>>>

//! Report payloads from `reports/{provider}/{metricGroup}/`
//!
//! A report is one page of rows plus a `meta` block carrying totals and
//! pagination. Every field is defaulted so partial payloads still parse.

use serde::{Deserialize, Serialize};
use std::collections::BTreeMap;
use std::fmt;
use std::str::FromStr;

use super::UnknownVariant;

/// Units label used when a report carries none
pub const DEFAULT_UNITS: &str = "USD";

/// A numeric metric with its units label
#[derive(Debug, Clone, Default, PartialEq, Serialize, Deserialize)]
pub struct MetricValue {
    #[serde(default)]
    pub value: f64,
    #[serde(default)]
    pub units: String,
}

impl MetricValue {
    pub fn new(value: f64, units: impl Into<String>) -> Self {
        Self {
            value,
            units: units.into(),
        }
    }

    pub fn has_units(&self) -> bool {
        !self.units.trim().is_empty()
    }
}

/// The five metrics a report row can carry
#[derive(Debug, Clone, Copy, PartialEq, Eq, Hash, PartialOrd, Ord, Serialize, Deserialize)]
#[serde(rename_all = "snake_case")]
pub enum MetricKey {
    Cost,
    Usage,
    InfrastructureCost,
    Markup,
    Request,
}

impl MetricKey {
    pub const ALL: [MetricKey; 5] = [
        MetricKey::Cost,
        MetricKey::Usage,
        MetricKey::InfrastructureCost,
        MetricKey::Markup,
        MetricKey::Request,
    ];

    /// Key of this metric in a row's `values` object
    pub fn as_str(&self) -> &'static str {
        match self {
            MetricKey::Cost => "cost",
            MetricKey::Usage => "usage",
            MetricKey::InfrastructureCost => "infrastructure_cost",
            MetricKey::Markup => "markup",
            MetricKey::Request => "request",
        }
    }

    pub fn is_monetary(&self) -> bool {
        matches!(
            self,
            MetricKey::Cost | MetricKey::InfrastructureCost | MetricKey::Markup
        )
    }
}

impl fmt::Display for MetricKey {
    fn fmt(&self, f: &mut fmt::Formatter<'_>) -> fmt::Result {
        f.write_str(self.as_str())
    }
}

impl FromStr for MetricKey {
    type Err = UnknownVariant;

    fn from_str(s: &str) -> Result<Self, Self::Err> {
        MetricKey::ALL
            .into_iter()
            .find(|m| m.as_str() == s)
            .ok_or_else(|| UnknownVariant::new("metric", s))
    }
}

/// One row of report data
#[derive(Debug, Clone, Default, PartialEq, Serialize, Deserialize)]
pub struct ReportRow {
    /// ISO date (`YYYY-MM-DD`) or month (`YYYY-MM`)
    pub date: String,
    /// Group-by dimensions, e.g. `{"cluster": "prod-1"}`
    #[serde(default, skip_serializing_if = "BTreeMap::is_empty")]
    pub group: BTreeMap<String, String>,
    /// Metrics keyed by name (`cost`, `usage`, ...)
    #[serde(default)]
    pub values: BTreeMap<String, MetricValue>,
}

impl ReportRow {
    pub fn new(date: impl Into<String>) -> Self {
        Self {
            date: date.into(),
            ..Default::default()
        }
    }

    pub fn with_group(mut self, key: impl Into<String>, value: impl Into<String>) -> Self {
        self.group.insert(key.into(), value.into());
        self
    }

    pub fn with_value(mut self, metric: MetricKey, value: f64, units: impl Into<String>) -> Self {
        self.values
            .insert(metric.as_str().to_string(), MetricValue::new(value, units));
        self
    }

    pub fn value(&self, metric: MetricKey) -> Option<&MetricValue> {
        self.values.get(metric.as_str())
    }

    pub fn group_value(&self, key: &str) -> Option<&str> {
        self.group.get(key).map(String::as_str)
    }
}

/// Cost total with its markup/raw/usage breakdown
#[derive(Debug, Clone, Default, PartialEq, Serialize, Deserialize)]
pub struct CostTotal {
    #[serde(default)]
    pub value: f64,
    #[serde(default)]
    pub units: String,
    #[serde(default, skip_serializing_if = "Option::is_none")]
    pub markup: Option<MetricValue>,
    #[serde(default, skip_serializing_if = "Option::is_none")]
    pub raw: Option<MetricValue>,
    #[serde(default, skip_serializing_if = "Option::is_none")]
    pub usage: Option<MetricValue>,
}

/// Report-wide totals from `meta.total`
#[derive(Debug, Clone, Default, PartialEq, Serialize, Deserialize)]
pub struct ReportTotal {
    #[serde(default, skip_serializing_if = "Option::is_none")]
    pub cost: Option<CostTotal>,
    #[serde(default, skip_serializing_if = "Option::is_none")]
    pub usage: Option<MetricValue>,
    #[serde(default, skip_serializing_if = "Option::is_none")]
    pub infrastructure_cost: Option<MetricValue>,
    #[serde(default, skip_serializing_if = "Option::is_none")]
    pub markup: Option<MetricValue>,
    #[serde(default, skip_serializing_if = "Option::is_none")]
    pub request: Option<MetricValue>,
}

impl ReportTotal {
    /// Total for one metric, if the backend reported it
    pub fn metric(&self, metric: MetricKey) -> Option<MetricValue> {
        match metric {
            MetricKey::Cost => self
                .cost
                .as_ref()
                .map(|c| MetricValue::new(c.value, c.units.clone())),
            MetricKey::Usage => self.usage.clone(),
            MetricKey::InfrastructureCost => self.infrastructure_cost.clone(),
            MetricKey::Markup => self.markup.clone(),
            MetricKey::Request => self.request.clone(),
        }
    }
}

/// Pagination links for a paged report
#[derive(Debug, Clone, Default, PartialEq, Eq, Serialize, Deserialize)]
pub struct Pagination {
    #[serde(default)]
    pub limit: Option<u64>,
    #[serde(default)]
    pub offset: Option<u64>,
    #[serde(default)]
    pub next: Option<String>,
    #[serde(default)]
    pub previous: Option<String>,
}

/// `meta` block of a report
#[derive(Debug, Clone, Default, PartialEq, Serialize, Deserialize)]
pub struct ReportMeta {
    #[serde(default)]
    pub total: ReportTotal,
    /// Row count across all pages
    #[serde(default)]
    pub count: u64,
    #[serde(default, skip_serializing_if = "Option::is_none")]
    pub pagination: Option<Pagination>,
}

/// One page of a cost/usage report
#[derive(Debug, Clone, Default, PartialEq, Serialize, Deserialize)]
pub struct RawReport {
    #[serde(default)]
    pub meta: ReportMeta,
    #[serde(default)]
    pub data: Vec<ReportRow>,
}

impl RawReport {
    pub fn from_rows(data: Vec<ReportRow>) -> Self {
        Self {
            meta: ReportMeta {
                count: data.len() as u64,
                ..Default::default()
            },
            data,
        }
    }

    pub fn is_empty(&self) -> bool {
        self.data.is_empty()
    }

    pub fn has_next_page(&self) -> bool {
        self.meta
            .pagination
            .as_ref()
            .is_some_and(|p| p.next.is_some())
    }
}
//! Repository for the `videos` table.

use sqlx::PgPool;
use uuid::Uuid;

use crate::models::video::{CreateVideo, Video};

/// Column list shared across queries to avoid repetition.
const COLUMNS: &str =
    "id, user_id, title, description, thumbnail_url, video_url, created_at, updated_at";

/// Provides CRUD operations for videos.
pub struct VideoRepo;

impl VideoRepo {
    /// Insert a new video. A missing `id` is generated here.
    pub async fn create(pool: &PgPool, input: &CreateVideo) -> Result<Video, sqlx::Error> {
        let query = format!(
            "INSERT INTO videos (id, user_id, title, description)
             VALUES ($1, $2, $3, $4)
             RETURNING {COLUMNS}"
        );
        sqlx::query_as::<_, Video>(&query)
            .bind(input.id.unwrap_or_else(Uuid::new_v4))
            .bind(input.user_id)
            .bind(&input.title)
            .bind(&input.description)
            .fetch_one(pool)
            .await
    }

    /// Find a video by its id.
    pub async fn find_by_id(pool: &PgPool, id: Uuid) -> Result<Option<Video>, sqlx::Error> {
        let query = format!("SELECT {COLUMNS} FROM videos WHERE id = $1");
        sqlx::query_as::<_, Video>(&query)
            .bind(id)
            .fetch_optional(pool)
            .await
    }

    /// Overwrite the mutable columns of a video and bump `updated_at`.
    ///
    /// Returns `None` if no row with the video's id exists.
    pub async fn update(pool: &PgPool, video: &Video) -> Result<Option<Video>, sqlx::Error> {
        let query = format!(
            "UPDATE videos SET
                title = $2,
                description = $3,
                thumbnail_url = $4,
                video_url = $5,
                updated_at = NOW()
             WHERE id = $1
             RETURNING {COLUMNS}"
        );
        sqlx::query_as::<_, Video>(&query)
            .bind(video.id)
            .bind(&video.title)
            .bind(&video.description)
            .bind(&video.thumbnail_url)
            .bind(&video.video_url)
            .fetch_optional(pool)
            .await
    }
}
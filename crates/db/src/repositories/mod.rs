mod video_repo;

pub use video_repo::VideoRepo;
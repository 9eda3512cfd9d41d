//! Video entity model and DTOs.

use serde::{Deserialize, Serialize};
use sqlx::FromRow;
use tubely_core::types::Timestamp;
use uuid::Uuid;

/// A row from the `videos` table.
#[derive(Debug, Clone, PartialEq, FromRow, Serialize, Deserialize)]
pub struct Video {
    pub id: Uuid,
    pub user_id: Uuid,
    pub title: String,
    pub description: String,
    pub thumbnail_url: Option<String>,
    pub video_url: Option<String>,
    pub created_at: Timestamp,
    pub updated_at: Timestamp,
}

/// DTO for creating a new video record.
#[derive(Debug, Clone, Deserialize)]
pub struct CreateVideo {
    pub id: Option<Uuid>,
    pub user_id: Uuid,
    pub title: String,
    pub description: String,
}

<<<

§ **HOW TO COMPLETE THIS TASK**: From the top of the material above, print every line exactly, ending with the line that holds "fn from_str(s: &str)".

§ **FINAL ANSWER**:
//! Report payloads from `reports/{provider}/{metricGroup}/`
//!
//! A report is one page of rows plus a `meta` block carrying totals and
//! pagination. Every field is defaulted so partial payloads still parse.

use serde::{Deserialize, Serialize};
use std::collections::BTreeMap;
use std::fmt;
use std::str::FromStr;

use super::UnknownVariant;

/// Units label used when a report carries none
pub const DEFAULT_UNITS: &str = "USD";

/// A numeric metric with its units label
#[derive(Debug, Clone, Default, PartialEq, Serialize, Deserialize)]
pub struct MetricValue {
    #[serde(default)]
    pub value: f64,
    #[serde(default)]
    pub units: String,
}

impl MetricValue {
    pub fn new(value: f64, units: impl Into<String>) -> Self {
        Self {
            value,
            units: units.into(),
        }
    }

    pub fn has_units(&self) -> bool {
        !self.units.trim().is_empty()
    }
}

/// The five metrics a report row can carry
#[derive(Debug, Clone, Copy, PartialEq, Eq, Hash, PartialOrd, Ord, Serialize, Deserialize)]
#[serde(rename_all = "snake_case")]
pub enum MetricKey {
    Cost,
    Usage,
    InfrastructureCost,
    Markup,
    Request,
}

impl MetricKey {
    pub const ALL: [MetricKey; 5] = [
        MetricKey::Cost,
        MetricKey::Usage,
        MetricKey::InfrastructureCost,
        MetricKey::Markup,
        MetricKey::Request,
    ];

    /// Key of this metric in a row's `values` object
    pub fn as_str(&self) -> &'static str {
        match self {
            MetricKey::Cost => "cost",
            MetricKey::Usage => "usage",
            MetricKey::InfrastructureCost => "infrastructure_cost",
            MetricKey::Markup => "markup",
            MetricKey::Request => "request",
        }
    }

    pub fn is_monetary(&self) -> bool {
        matches!(
            self,
            MetricKey::Cost | MetricKey::InfrastructureCost | MetricKey::Markup
        )
    }
}

impl fmt::Display for MetricKey {
    fn fmt(&self, f: &mut fmt::Formatter<'_>) -> fmt::Result {
        f.write_str(self.as_str())
    }
}

impl FromStr for MetricKey {
    type Err = UnknownVariant;

    fn from_str(s: &str) -> Result<Self, Self::Err> {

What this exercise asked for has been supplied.